The last challenge I had time for, was the DangerZone 1/4. In total, the DangerZone challenge is comprised of 4 parts with this one in the intermediary category and the rest in the "Hard"-category. As I'm participating in TryHackMe's Advent of Cyber 3, Christmas is quickly coming and all the work Log4Shell has added to an already filled calendar - well, time is short.
So let us fill it with fun 🙂
Just as the WEB-challenges in the beginner-category, this challenge is hosted in a room at TryHackMe - https://tryhackme.com/room/dangerzone. It is called a "Boot2Root" so the main objective would be to gain full access to the machine, and in the process capture the four flags.
At TryHackMe we only get the text "Are you ready for The DangerZone?!" - not much help from that. This means we are going to perform some enumeration on the provided machine-IP to figure the next steps out.
The first thing I did, was to load up the site in a browser. Nothing special - just an image. Perhaps some interesting information's in the HTML-source?
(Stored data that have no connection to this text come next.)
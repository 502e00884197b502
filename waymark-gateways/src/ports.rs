//! Gateway port definitions.
//!
//! Ports define the interfaces for the external capabilities the engine
//! calls into (sensor, view surface, dialogs). Adapters implement these
//! ports for a concrete platform (browser runtime, mobile shell, stub).

use std::sync::Arc;
use std::time::Duration;

use async_trait::async_trait;
use tokio::sync::mpsc;
use waymark_domain::{Coordinate, PositionFix};

use crate::error::{DialogError, GeoError, ViewError};

// =============================================================================
// Geolocation Port
// =============================================================================

/// Handle identifying a continuous watch subscription.
pub type WatchId = u64;

/// Stream of watch updates: delivered fixes or classified per-update failures.
pub type WatchStream = mpsc::Receiver<Result<PositionFix, GeoError>>;

/// Acquisition options for a continuous watch.
#[derive(Debug, Clone, Copy, PartialEq, Eq)]
pub struct WatchOptions {
    /// Request high-accuracy positioning (more power, slower)
    pub high_accuracy: bool,
    /// Oldest acceptable cached fix; zero disables the cache
    pub maximum_age: Duration,
    /// Per-update deadline before the sensor reports a timeout failure
    pub timeout: Duration,
}

impl Default for WatchOptions {
    fn default() -> Self {
        Self {
            high_accuracy: false,
            maximum_age: Duration::ZERO,
            timeout: Duration::from_secs(5),
        }
    }
}

/// Port for the position sensor.
///
/// Implementations:
/// - `StubGeolocation` - For testing (scripted fixes, injectable streams)
/// - A platform adapter over the native geolocation capability
#[async_trait]
pub trait GeolocationPort: Send + Sync {
    /// Whether the capability exists on this platform.
    ///
    /// Checked by the engine before every mode entry; when `false`, all
    /// acquisition operations are logged no-ops.
    fn available(&self) -> bool;

    /// Issue exactly one position request.
    async fn current_position(&self) -> Result<PositionFix, GeoError>;

    /// Start a continuous watch.
    ///
    /// Returns the sensor-assigned handle and a receiver yielding every
    /// delivered fix or per-update failure until the watch is cleared.
    async fn watch_position(
        &self,
        options: WatchOptions,
    ) -> Result<(WatchId, WatchStream), GeoError>;

    /// Cancel a continuous watch.
    async fn clear_watch(&self, watch_id: WatchId);
}

// =============================================================================
// View Binding Port
// =============================================================================

/// Removal affordance bound to a marker at creation time.
///
/// Invoked by the view layer when the user asks to remove the marker from its
/// rendered overlay; carries the literal identity tuple via capture.
pub type RemoveCallback = Arc<dyn Fn() + Send + Sync>;

/// Handle to a rendered marker overlay.
///
/// Exclusively owned by the in-memory marker entry that created it; never
/// persisted, recreated on rehydration.
pub trait MarkerView: Send + Sync {
    /// Remove the overlay from the map surface.
    fn detach(&self);
}

/// Port for the render-only view binding.
///
/// Rendering is synchronous: only sensor acquisition, dialog confirmation,
/// and persistent-store access suspend.
pub trait MapViewPort: Send + Sync {
    /// Render a marker overlay with its removal affordance.
    fn create_marker_view(
        &self,
        coord: Coordinate,
        title: &str,
        on_remove: RemoveCallback,
    ) -> Result<Box<dyn MarkerView>, ViewError>;

    /// Recenter the map viewport.
    fn set_viewport(&self, center: Coordinate, zoom: f64);
}

// =============================================================================
// Dialog Port
// =============================================================================

/// Port for the dialog/toast widgets.
#[async_trait]
pub trait DialogPort: Send + Sync {
    /// Binary confirmation; resolves to the user's answer.
    async fn confirm(&self, message: &str) -> Result<bool, DialogError>;

    /// Free-text prompt; `None` means the user cancelled.
    async fn prompt_text(&self, message: &str) -> Result<Option<String>, DialogError>;

    /// Fire-and-forget notification.
    async fn toast(&self, message: &str);
}

// =============================================================================
// Tests
// =============================================================================
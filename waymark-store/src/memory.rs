//! In-memory store implementation
//!
//! Used for testing and development without a real persistence backend.
//! Thread-safe using RwLock for concurrent access.

use std::collections::HashMap;
use std::sync::RwLock;

use async_trait::async_trait;
use serde_json::Value;

use crate::error::StoreError;
use crate::kv::KeyValueStore;

/// In-memory key-value store for testing
pub struct MemoryKvStore {
    entries: RwLock<HashMap<String, Value>>,
    /// Successful writes per key, for asserting snapshot counts in tests
    write_counts: RwLock<HashMap<String, u64>>,
    /// Whether to simulate failures
    fail_next: RwLock<bool>,
}

impl MemoryKvStore {
    /// Create a new empty in-memory store
    pub fn new() -> Self {
        Self {
            entries: RwLock::new(HashMap::new()),
            write_counts: RwLock::new(HashMap::new()),
            fail_next: RwLock::new(false),
        }
    }

    /// Number of stored keys
    pub fn len(&self) -> usize {
        self.entries.read().unwrap().len()
    }

    /// Whether the store holds no keys
    pub fn is_empty(&self) -> bool {
        self.entries.read().unwrap().is_empty()
    }

    /// Number of successful writes observed for a key
    pub fn write_count(&self, key: &str) -> u64 {
        self.write_counts.read().unwrap().get(key).copied().unwrap_or(0)
    }

    /// Peek at the raw stored value without going through the async trait
    pub fn raw(&self, key: &str) -> Option<Value> {
        self.entries.read().unwrap().get(key).cloned()
    }

    /// Seed a raw value directly (test setup, including malformed shapes)
    pub fn seed(&self, key: &str, value: Value) {
        self.entries.write().unwrap().insert(key.to_string(), value);
    }

    /// Configure the next operation to fail
    pub fn set_fail_next(&self, fail: bool) {
        let mut fail_next = self.fail_next.write().unwrap();
        *fail_next = fail;
    }

    /// Check if we should fail the next operation
    fn should_fail(&self) -> bool {
        let mut fail_next = self.fail_next.write().unwrap();
        let fail = *fail_next;
        *fail_next = false; // Reset after check
        fail
    }
}

impl Default for MemoryKvStore {
    fn default() -> Self {
        Self::new()
    }
}

#[async_trait]
impl KeyValueStore for MemoryKvStore {
    async fn get(&self, key: &str) -> Result<Option<Value>, StoreError> {
        if self.should_fail() {
            return Err(StoreError::read(key, "Simulated read failure"));
        }

        let entries = self.entries.read().unwrap();
        Ok(entries.get(key).cloned())
    }

    async fn set(&self, key: &str, value: Value) -> Result<(), StoreError> {
        if self.should_fail() {
            return Err(StoreError::write(key, "Simulated write failure"));
        }

        let mut entries = self.entries.write().unwrap();
        entries.insert(key.to_string(), value);

        let mut counts = self.write_counts.write().unwrap();
        *counts.entry(key.to_string()).or_insert(0) += 1;

        Ok(())
    }
}

// =============================================================================
// Tests
// =============================================================================
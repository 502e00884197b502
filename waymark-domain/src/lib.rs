//! Waymark Domain Layer
//!
//! Pure domain logic with zero I/O dependencies.
//! Contains the entities and value objects shared by every other crate.

#![warn(missing_docs)]
#![warn(clippy::all)]

// Public modules
pub mod coordinate;
pub mod fix;
pub mod marker;
pub mod preference;

// Re-export commonly used types
pub use coordinate::{Coordinate, DomainError};
pub use fix::PositionFix;
pub use marker::Marker;
pub use preference::StartPreference;
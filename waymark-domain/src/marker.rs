//! Map marker entity.
//!
//! A marker is both a persisted record and an in-memory entry. The rendered
//! view handle is deliberately NOT part of this type: it lives beside the
//! marker in the engine's collection and is recreated from this record on
//! every reload.

use serde::{Deserialize, Serialize};

use crate::Coordinate;

// =============================================================================
// Marker
// =============================================================================

/// A user-placed, titled map marker.
///
/// Identity is the full `(lat, lng, title)` tuple. No separate identifier is
/// assigned, so two markers sharing all three fields are indistinguishable;
/// lookups match the first entry in collection order.
#[derive(Debug, Clone, PartialEq, Serialize, Deserialize)]
pub struct Marker {
    /// Latitude of the marker position
    pub lat: f64,
    /// Longitude of the marker position
    pub lng: f64,
    /// User-supplied label
    pub title: String,
}

impl Marker {
    /// Create a marker at the given coordinate.
    pub fn new(coord: Coordinate, title: impl Into<String>) -> Self {
        Self {
            lat: coord.lat,
            lng: coord.lng,
            title: title.into(),
        }
    }

    /// The marker position as a coordinate.
    ///
    /// Persisted values are trusted; components outside the valid coordinate
    /// range surface as a malformed snapshot at decode time instead.
    pub fn coordinate(&self) -> Coordinate {
        Coordinate {
            lat: self.lat,
            lng: self.lng,
        }
    }

    /// Exact identity-tuple match.
    pub fn matches(&self, lat: f64, lng: f64, title: &str) -> bool {
        self.lat == lat && self.lng == lng && self.title == title
    }
}

// =============================================================================
// Tests
// =============================================================================
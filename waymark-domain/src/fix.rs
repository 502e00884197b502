//! Position fixes delivered by the geolocation sensor.

use chrono::{DateTime, Utc};
use serde::{Deserialize, Serialize};

use crate::Coordinate;

/// A single geolocation reading.
///
/// Fixes are transient: they are consumed immediately by viewport recentering
/// and by the start-location preference flow, never persisted as-is.
#[derive(Debug, Clone, Copy, PartialEq, Serialize, Deserialize)]
pub struct PositionFix {
    /// Where the sensor placed the user
    pub coord: Coordinate,
    /// When the reading was acquired
    pub acquired_at: DateTime<Utc>,
}

impl PositionFix {
    /// Create a fix acquired now.
    pub fn new(coord: Coordinate) -> Self {
        Self {
            coord,
            acquired_at: Utc::now(),
        }
    }
}

#[cfg(test)]
mod tests {
    use super::*;

    #[test]
    fn test_fix_carries_coordinate() {
        let coord = Coordinate::new(42.9758025, -81.244782).unwrap();
        let fix = PositionFix::new(coord);

        assert_eq!(fix.coord, coord);
        assert!(fix.acquired_at <= Utc::now());
    }
}
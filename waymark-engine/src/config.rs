//! Engine configuration.
//!
//! Loads configuration from environment variables with sensible defaults.

use std::env;
use std::time::Duration;

use waymark_domain::Coordinate;
use waymark_gateways::WatchOptions;

// =============================================================================
// Configuration
// =============================================================================

/// Configuration error.
#[derive(Debug, thiserror::Error)]
#[error("Invalid configuration: {0}")]
pub struct ConfigError(pub String);

/// When the start-location confirmation may be shown again.
#[derive(Debug, Clone, Copy, PartialEq, Eq)]
pub enum PromptPolicy {
    /// At most one confirmation per session, regardless of the answer
    OncePerSession,
    /// Re-evaluate on every fix; a persisted "No" is asked again
    EveryFix,
}

/// Engine configuration.
#[derive(Debug, Clone)]
pub struct EngineConfig {
    /// Period between interval-mode one-shot requests
    pub poll_interval: Duration,
    /// Acquisition options for continuous-watch mode
    pub watch_options: WatchOptions,
    /// Delay between recentering on a fix and opening the start-location
    /// confirmation, so the recenter animation is visually decoupled from
    /// the dialog
    pub prompt_debounce: Duration,
    /// Zoom applied when recentering on a fix or a remembered location
    pub recenter_zoom: f64,
    /// Viewport center used when no start preference is stored
    pub default_center: Coordinate,
    /// Viewport zoom used when no start preference is stored
    pub default_zoom: f64,
    /// Re-prompt behavior of the start-location flow
    pub prompt_policy: PromptPolicy,
}

impl EngineConfig {
    /// Load configuration from environment variables.
    pub fn from_env() -> Result<Self, ConfigError> {
        let mut config = Self::default();

        if let Some(ms) = load_millis_env("WAYMARK_POLL_INTERVAL_MS")? {
            config.poll_interval = ms;
        }
        if let Some(ms) = load_millis_env("WAYMARK_WATCH_TIMEOUT_MS")? {
            config.watch_options.timeout = ms;
        }
        if let Some(ms) = load_millis_env("WAYMARK_PROMPT_DEBOUNCE_MS")? {
            config.prompt_debounce = ms;
        }
        if let Ok(policy) = env::var("WAYMARK_PROMPT_POLICY") {
            config.prompt_policy = match policy.to_lowercase().as_str() {
                "once" => PromptPolicy::OncePerSession,
                "every-fix" => PromptPolicy::EveryFix,
                other => {
                    return Err(ConfigError(format!(
                        "Invalid WAYMARK_PROMPT_POLICY: {}. Expected: once, every-fix",
                        other
                    )))
                }
            };
        }

        Ok(config)
    }
}

impl Default for EngineConfig {
    fn default() -> Self {
        Self {
            poll_interval: Duration::from_millis(750),
            watch_options: WatchOptions::default(),
            prompt_debounce: Duration::from_millis(500),
            recenter_zoom: 12.0,
            default_center: Coordinate {
                lat: 42.9758025,
                lng: -81.244782,
            },
            default_zoom: 13.25,
            prompt_policy: PromptPolicy::OncePerSession,
        }
    }
}

fn load_millis_env(key: &str) -> Result<Option<Duration>, ConfigError> {
    match env::var(key) {
        Ok(val) => {
            let ms = val
                .parse::<u64>()
                .map_err(|_| ConfigError(format!("Invalid {} value: {}", key, val)))?;
            Ok(Some(Duration::from_millis(ms)))
        }
        Err(_) => Ok(None),
    }
}

// =============================================================================
// Tests
// =============================================================================
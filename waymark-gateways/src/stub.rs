//! Stub implementations for testing.
//!
//! These adapters simulate the sensor, view surface, and dialog widgets
//! without a real platform underneath. Tests script their behavior and
//! inspect what the engine did to them.

use std::collections::{HashMap, VecDeque};
use std::sync::atomic::{AtomicBool, AtomicU64, Ordering};
use std::sync::{Arc, RwLock};

use async_trait::async_trait;
use tokio::sync::{mpsc, watch};
use waymark_domain::{Coordinate, PositionFix};

use crate::error::{DialogError, GeoError, ViewError};
use crate::ports::{
    DialogPort, GeolocationPort, MapViewPort, MarkerView, RemoveCallback, WatchId, WatchOptions,
    WatchStream,
};

// =============================================================================
// Stub Geolocation
// =============================================================================

/// Stub position sensor.
///
/// One-shot requests consume a scripted queue of results; watches receive
/// whatever the test injects.
pub struct StubGeolocation {
    /// Capability flag reported to the engine
    available: bool,
    /// Scripted one-shot results, consumed front to back
    one_shot: RwLock<VecDeque<Result<PositionFix, GeoError>>>,
    /// Active watch subscriptions (watch id -> sender)
    watchers: RwLock<HashMap<WatchId, mpsc::Sender<Result<PositionFix, GeoError>>>>,
    /// Watch id counter
    next_watch_id: AtomicU64,
    /// Options the engine passed to the most recent watch
    last_options: RwLock<Option<WatchOptions>>,
    /// One-shot requests observed (scripted or not)
    request_count: AtomicU64,
}

impl StubGeolocation {
    /// Create a stub sensor that reports itself available.
    pub fn new() -> Self {
        Self {
            available: true,
            one_shot: RwLock::new(VecDeque::new()),
            watchers: RwLock::new(HashMap::new()),
            next_watch_id: AtomicU64::new(0),
            last_options: RwLock::new(None),
            request_count: AtomicU64::new(0),
        }
    }

    /// Create a stub sensor that reports the capability as absent.
    pub fn unsupported() -> Self {
        Self {
            available: false,
            ..Self::new()
        }
    }

    /// Script the next one-shot result as a successful fix.
    pub fn push_position(&self, fix: PositionFix) {
        self.one_shot.write().unwrap().push_back(Ok(fix));
    }

    /// Script the next one-shot result as a classified failure.
    pub fn push_error(&self, error: GeoError) {
        self.one_shot.write().unwrap().push_back(Err(error));
    }

    /// Deliver a fix to every active watch subscription.
    pub async fn inject_fix(&self, fix: PositionFix) {
        let senders: Vec<_> = self.watchers.read().unwrap().values().cloned().collect();
        for sender in senders {
            // Ignore send errors (subscriber may have dropped)
            let _ = sender.send(Ok(fix)).await;
        }
    }

    /// Deliver a per-update failure to every active watch subscription.
    pub async fn inject_watch_error(&self, error: GeoError) {
        let senders: Vec<_> = self.watchers.read().unwrap().values().cloned().collect();
        for sender in senders {
            let _ = sender.send(Err(error.clone())).await;
        }
    }

    /// Number of watch subscriptions that have not been cleared.
    pub fn watcher_count(&self) -> usize {
        self.watchers.read().unwrap().len()
    }

    /// Number of one-shot requests the engine has issued.
    pub fn request_count(&self) -> u64 {
        self.request_count.load(Ordering::SeqCst)
    }

    /// Options passed to the most recent watch, if any was started.
    pub fn last_watch_options(&self) -> Option<WatchOptions> {
        *self.last_options.read().unwrap()
    }
}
Okay that was not a lot. In the comment though, we see the message "Awaits test". This is suspicious, but a quick manual enumeration on the site with adding /test/
, ?test=mchackface
, ?page=test
or similar didn't reveal anything. So now to the more interesting enumeration with nmap
. First we start with a quick scan via the below command:
nmap -sT -p- 10.10.57.169
This returns with the three ports 22, 80 and 60080. Interesting. At port 80 we already saw the webpage suggesting something about "test". Okay, so after this I made a bit more elaborate enumeration on the three ports:
The most interesting port right now is that weird port 60080 where we see Apache Httpd running as the service.
Looking at the port in a browser just shows us the default page from the installation of the application. Running through the HTML-source didn't reveal anything, so either this is a decoy or we have to perform a bit of fuzzing to find/reveal pages or similar.
To do that, I'm going to use a tool called gobuster
- it's very similar to dirbuster
but a bit faster.
Okay - so we have a directory called /test
on this port. Related to the first site we saw, that is very interesting. Opening that site in the browser reveals the same image again, though this time with the text "Under construction!" beneath it. And again, nothing of interest in the HTML-source.
With nothing overly interesting here, we are going to perform another fuzzing. This time for the /test
directory.
Uh - more interesting things found. Looking at the status codes of 200 OK, we see a page named info.php
and a classic robots.txt
. Robots-files are files used to instruct web-crawlers how to e.g. index the page, what pages are not allowed to be indexed for e.g. search-engines etc. (though it is just "advise" or "wishes" from the site-owner - the crawlers are not forced to follow them). From the .php
-extension on the info.php
page we also know that PHP is running on the application.
Looking at the info.php
-page in the browser we see that the phpinfo();
-function in PHP has been used to show all the information for the PHP-environment. This is really interesting information we most definitely are going to use at some point. Though, no flags or directly leads to our first flag seems to be present on the page.
But looking further at the robots.txt
, we see a much strange directory that is disallowed and the webmasters tries hiding.
Next thing up is for sure taking a look at that place:
Yay! We found our first flag in the DangerZone Boot3Root!
Unfortunately that was all I had time for in the NC3 CTF2021 this time around. It has been really fun to participate in the CTF, the challenges has been interesting and next year we're going full dive!
Some of the challenges left sounds very interesting, and it seems that the DangerZone challenge is still up in the TryHackMe room - maybe after new years, I can find time to look further into the challenge. Not the CTF, but just for the fun of it 😉
And hey - 72nd place out of at least 404-teams with the limited time-frame and the very late start. I'll take that as a win!